(Records drawn from a dataset)
----------
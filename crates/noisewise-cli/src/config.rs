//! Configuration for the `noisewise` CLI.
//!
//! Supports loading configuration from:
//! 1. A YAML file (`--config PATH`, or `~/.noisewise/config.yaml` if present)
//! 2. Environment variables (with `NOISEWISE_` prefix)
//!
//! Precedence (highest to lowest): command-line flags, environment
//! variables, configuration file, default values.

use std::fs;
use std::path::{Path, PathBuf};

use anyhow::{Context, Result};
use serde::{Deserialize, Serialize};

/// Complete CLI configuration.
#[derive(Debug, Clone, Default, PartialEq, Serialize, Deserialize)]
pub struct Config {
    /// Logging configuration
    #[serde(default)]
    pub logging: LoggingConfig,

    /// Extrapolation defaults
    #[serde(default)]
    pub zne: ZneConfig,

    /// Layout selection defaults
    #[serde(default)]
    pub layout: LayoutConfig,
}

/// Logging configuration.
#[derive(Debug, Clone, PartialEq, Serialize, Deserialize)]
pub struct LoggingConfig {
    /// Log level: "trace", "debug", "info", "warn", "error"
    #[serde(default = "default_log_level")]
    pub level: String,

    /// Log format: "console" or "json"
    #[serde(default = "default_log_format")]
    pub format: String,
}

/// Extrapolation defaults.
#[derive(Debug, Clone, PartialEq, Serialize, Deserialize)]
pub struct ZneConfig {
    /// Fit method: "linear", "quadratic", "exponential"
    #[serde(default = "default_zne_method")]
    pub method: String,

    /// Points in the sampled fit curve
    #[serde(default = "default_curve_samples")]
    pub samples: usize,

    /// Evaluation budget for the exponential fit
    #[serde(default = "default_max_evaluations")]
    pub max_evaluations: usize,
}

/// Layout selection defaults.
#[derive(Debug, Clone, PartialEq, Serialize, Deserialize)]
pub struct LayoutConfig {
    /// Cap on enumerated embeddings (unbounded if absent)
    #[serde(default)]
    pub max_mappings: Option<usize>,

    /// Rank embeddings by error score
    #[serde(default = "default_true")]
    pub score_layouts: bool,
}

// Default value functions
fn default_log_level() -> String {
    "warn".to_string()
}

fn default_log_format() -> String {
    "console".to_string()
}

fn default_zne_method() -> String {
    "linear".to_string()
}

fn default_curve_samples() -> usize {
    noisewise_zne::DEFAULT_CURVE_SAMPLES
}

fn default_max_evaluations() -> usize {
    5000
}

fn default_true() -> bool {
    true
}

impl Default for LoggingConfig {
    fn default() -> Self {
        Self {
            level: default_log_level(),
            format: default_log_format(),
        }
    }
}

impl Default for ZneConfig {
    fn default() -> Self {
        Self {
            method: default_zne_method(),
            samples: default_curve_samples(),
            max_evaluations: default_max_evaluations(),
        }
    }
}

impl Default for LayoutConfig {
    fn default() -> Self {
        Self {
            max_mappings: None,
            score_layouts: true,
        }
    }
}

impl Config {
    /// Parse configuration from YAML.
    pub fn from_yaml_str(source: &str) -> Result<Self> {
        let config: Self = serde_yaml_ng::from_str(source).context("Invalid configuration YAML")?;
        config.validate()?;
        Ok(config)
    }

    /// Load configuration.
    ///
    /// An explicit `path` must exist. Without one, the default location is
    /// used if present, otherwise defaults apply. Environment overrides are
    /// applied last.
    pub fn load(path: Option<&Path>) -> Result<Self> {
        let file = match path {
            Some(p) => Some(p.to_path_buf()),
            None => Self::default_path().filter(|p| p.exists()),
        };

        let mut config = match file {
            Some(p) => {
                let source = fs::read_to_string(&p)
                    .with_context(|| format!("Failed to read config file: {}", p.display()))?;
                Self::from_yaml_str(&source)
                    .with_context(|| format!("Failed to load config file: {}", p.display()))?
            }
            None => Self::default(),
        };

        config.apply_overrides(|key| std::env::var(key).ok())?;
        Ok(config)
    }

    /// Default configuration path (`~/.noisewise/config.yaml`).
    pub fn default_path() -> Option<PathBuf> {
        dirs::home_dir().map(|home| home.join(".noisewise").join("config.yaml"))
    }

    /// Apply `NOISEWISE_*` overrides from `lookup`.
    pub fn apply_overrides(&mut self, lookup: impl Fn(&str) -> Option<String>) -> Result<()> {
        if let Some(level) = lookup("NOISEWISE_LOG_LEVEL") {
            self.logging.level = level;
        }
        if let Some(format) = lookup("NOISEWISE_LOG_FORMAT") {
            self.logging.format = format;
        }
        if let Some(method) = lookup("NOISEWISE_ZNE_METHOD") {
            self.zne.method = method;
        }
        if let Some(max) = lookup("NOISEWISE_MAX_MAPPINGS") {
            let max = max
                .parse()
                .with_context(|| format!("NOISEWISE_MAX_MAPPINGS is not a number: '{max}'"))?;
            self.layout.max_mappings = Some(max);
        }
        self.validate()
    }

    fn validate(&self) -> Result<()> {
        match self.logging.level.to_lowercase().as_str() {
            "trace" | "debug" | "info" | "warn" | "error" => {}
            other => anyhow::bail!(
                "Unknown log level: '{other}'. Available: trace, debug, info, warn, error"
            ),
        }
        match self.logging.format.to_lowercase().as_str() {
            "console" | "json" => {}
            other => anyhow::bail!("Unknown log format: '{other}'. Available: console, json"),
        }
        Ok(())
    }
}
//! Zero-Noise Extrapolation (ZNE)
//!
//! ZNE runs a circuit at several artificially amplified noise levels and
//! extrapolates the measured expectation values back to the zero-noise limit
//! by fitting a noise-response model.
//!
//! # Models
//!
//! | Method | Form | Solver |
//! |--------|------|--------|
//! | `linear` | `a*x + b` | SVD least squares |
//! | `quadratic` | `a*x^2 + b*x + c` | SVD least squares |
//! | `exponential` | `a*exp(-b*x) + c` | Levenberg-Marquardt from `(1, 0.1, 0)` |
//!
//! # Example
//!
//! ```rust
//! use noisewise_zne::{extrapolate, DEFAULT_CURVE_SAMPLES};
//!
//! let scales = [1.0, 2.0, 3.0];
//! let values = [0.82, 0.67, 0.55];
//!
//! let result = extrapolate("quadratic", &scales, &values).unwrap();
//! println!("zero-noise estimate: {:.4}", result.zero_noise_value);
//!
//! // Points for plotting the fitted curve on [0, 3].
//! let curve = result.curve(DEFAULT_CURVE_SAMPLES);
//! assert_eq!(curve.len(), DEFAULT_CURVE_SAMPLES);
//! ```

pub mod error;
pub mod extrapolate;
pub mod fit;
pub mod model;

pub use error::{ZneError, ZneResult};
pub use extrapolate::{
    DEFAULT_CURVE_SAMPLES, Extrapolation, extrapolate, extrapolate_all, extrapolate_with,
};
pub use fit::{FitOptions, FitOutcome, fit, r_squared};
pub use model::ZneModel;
----------
* Assigned task
Return all of the data above exactly, leaving out no line.

* Output for this exercise
filename crates/noisewise-cli/src/config.rs
//! Configuration for the `noisewise` CLI.
//!
//! Supports loading configuration from:
//! 1. A YAML file (`--config PATH`, or `~/.noisewise/config.yaml` if present)
//! 2. Environment variables (with `NOISEWISE_` prefix)
//!
//! Precedence (highest to lowest): command-line flags, environment
//! variables, configuration file, default values.

use std::fs;
use std::path::{Path, PathBuf};

use anyhow::{Context, Result};
use serde::{Deserialize, Serialize};

/// Complete CLI configuration.
#[derive(Debug, Clone, Default, PartialEq, Serialize, Deserialize)]
pub struct Config {
    /// Logging configuration
    #[serde(default)]
    pub logging: LoggingConfig,

    /// Extrapolation defaults
    #[serde(default)]
    pub zne: ZneConfig,

    /// Layout selection defaults
    #[serde(default)]
    pub layout: LayoutConfig,
}

/// Logging configuration.
#[derive(Debug, Clone, PartialEq, Serialize, Deserialize)]
pub struct LoggingConfig {
    /// Log level: "trace", "debug", "info", "warn", "error"
    #[serde(default = "default_log_level")]
    pub level: String,

    /// Log format: "console" or "json"
    #[serde(default = "default_log_format")]
    pub format: String,
}

/// Extrapolation defaults.
#[derive(Debug, Clone, PartialEq, Serialize, Deserialize)]
pub struct ZneConfig {
    /// Fit method: "linear", "quadratic", "exponential"
    #[serde(default = "default_zne_method")]
    pub method: String,

    /// Points in the sampled fit curve
    #[serde(default = "default_curve_samples")]
    pub samples: usize,

    /// Evaluation budget for the exponential fit
    #[serde(default = "default_max_evaluations")]
    pub max_evaluations: usize,
}

/// Layout selection defaults.
#[derive(Debug, Clone, PartialEq, Serialize, Deserialize)]
pub struct LayoutConfig {
    /// Cap on enumerated embeddings (unbounded if absent)
    #[serde(default)]
    pub max_mappings: Option<usize>,

    /// Rank embeddings by error score
    #[serde(default = "default_true")]
    pub score_layouts: bool,
}

// Default value functions
fn default_log_level() -> String {
    "warn".to_string()
}

fn default_log_format() -> String {
    "console".to_string()
}

fn default_zne_method() -> String {
    "linear".to_string()
}

fn default_curve_samples() -> usize {
    noisewise_zne::DEFAULT_CURVE_SAMPLES
}

fn default_max_evaluations() -> usize {
    5000
}

fn default_true() -> bool {
    true
}

impl Default for LoggingConfig {
    fn default() -> Self {
        Self {
            level: default_log_level(),
            format: default_log_format(),
        }
    }
}

impl Default for ZneConfig {
    fn default() -> Self {
        Self {
            method: default_zne_method(),
            samples: default_curve_samples(),
            max_evaluations: default_max_evaluations(),
        }
    }
}

impl Default for LayoutConfig {
    fn default() -> Self {
        Self {
            max_mappings: None,
            score_layouts: true,
        }
    }
}

impl Config {
    /// Parse configuration from YAML.
    pub fn from_yaml_str(source: &str) -> Result<Self> {
        let config: Self = serde_yaml_ng::from_str(source).context("Invalid configuration YAML")?;
        config.validate()?;
        Ok(config)
    }

    /// Load configuration.
    ///
    /// An explicit `path` must exist. Without one, the default location is
    /// used if present, otherwise defaults apply. Environment overrides are
    /// applied last.
    pub fn load(path: Option<&Path>) -> Result<Self> {
        let file = match path {
            Some(p) => Some(p.to_path_buf()),
            None => Self::default_path().filter(|p| p.exists()),
        };

        let mut config = match file {
            Some(p) => {
                let source = fs::read_to_string(&p)
                    .with_context(|| format!("Failed to read config file: {}", p.display()))?;
                Self::from_yaml_str(&source)
                    .with_context(|| format!("Failed to load config file: {}", p.display()))?
            }
            None => Self::default(),
        };

        config.apply_overrides(|key| std::env::var(key).ok())?;
        Ok(config)
    }

    /// Default configuration path (`~/.noisewise/config.yaml`).
    pub fn default_path() -> Option<PathBuf> {
        dirs::home_dir().map(|home| home.join(".noisewise").join("config.yaml"))
    }

    /// Apply `NOISEWISE_*` overrides from `lookup`.
    pub fn apply_overrides(&mut self, lookup: impl Fn(&str) -> Option<String>) -> Result<()> {
        if let Some(level) = lookup("NOISEWISE_LOG_LEVEL") {
            self.logging.level = level;
        }
        if let Some(format) = lookup("NOISEWISE_LOG_FORMAT") {
            self.logging.format = format;
        }
        if let Some(method) = lookup("NOISEWISE_ZNE_METHOD") {
            self.zne.method = method;
        }
        if let Some(max) = lookup("NOISEWISE_MAX_MAPPINGS") {
            let max = max
                .parse()
                .with_context(|| format!("NOISEWISE_MAX_MAPPINGS is not a number: '{max}'"))?;
            self.layout.max_mappings = Some(max);
        }
        self.validate()
    }

    fn validate(&self) -> Result<()> {
        match self.logging.level.to_lowercase().as_str() {
            "trace" | "debug" | "info" | "warn" | "error" => {}
            other => anyhow::bail!(
                "Unknown log level: '{other}'. Available: trace, debug, info, warn, error"
            ),
        }
        match self.logging.format.to_lowercase().as_str() {
            "console" | "json" => {}
            other => anyhow::bail!("Unknown log format: '{other}'. Available: console, json"),
        }
        Ok(())
    }
}
//! Zero-Noise Extrapolation (ZNE)
//!
//! ZNE runs a circuit at several artificially amplified noise levels and
//! extrapolates the measured expectation values back to the zero-noise limit
//! by fitting a noise-response model.
//!
//! # Models
//!
//! | Method | Form | Solver |
//! |--------|------|--------|
//! | `linear` | `a*x + b` | SVD least squares |
//! | `quadratic` | `a*x^2 + b*x + c` | SVD least squares |
//! | `exponential` | `a*exp(-b*x) + c` | Levenberg-Marquardt from `(1, 0.1, 0)` |
//!
//! # Example
//!
//! ```rust
//! use noisewise_zne::{extrapolate, DEFAULT_CURVE_SAMPLES};
//!
//! let scales = [1.0, 2.0, 3.0];
//! let values = [0.82, 0.67, 0.55];
//!
//! let result = extrapolate("quadratic", &scales, &values).unwrap();
//! println!("zero-noise estimate: {:.4}", result.zero_noise_value);
//!
//! // Points for plotting the fitted curve on [0, 3].
//! let curve = result.curve(DEFAULT_CURVE_SAMPLES);
//! assert_eq!(curve.len(), DEFAULT_CURVE_SAMPLES);
//! ```

pub mod error;
pub mod extrapolate;
pub mod fit;
pub mod model;

pub use error::{ZneError, ZneResult};
pub use extrapolate::{
    DEFAULT_CURVE_SAMPLES, Extrapolation, extrapolate, extrapolate_all, extrapolate_with,
};
pub use fit::{FitOptions, FitOutcome, fit, r_squared};
pub use model::ZneModel;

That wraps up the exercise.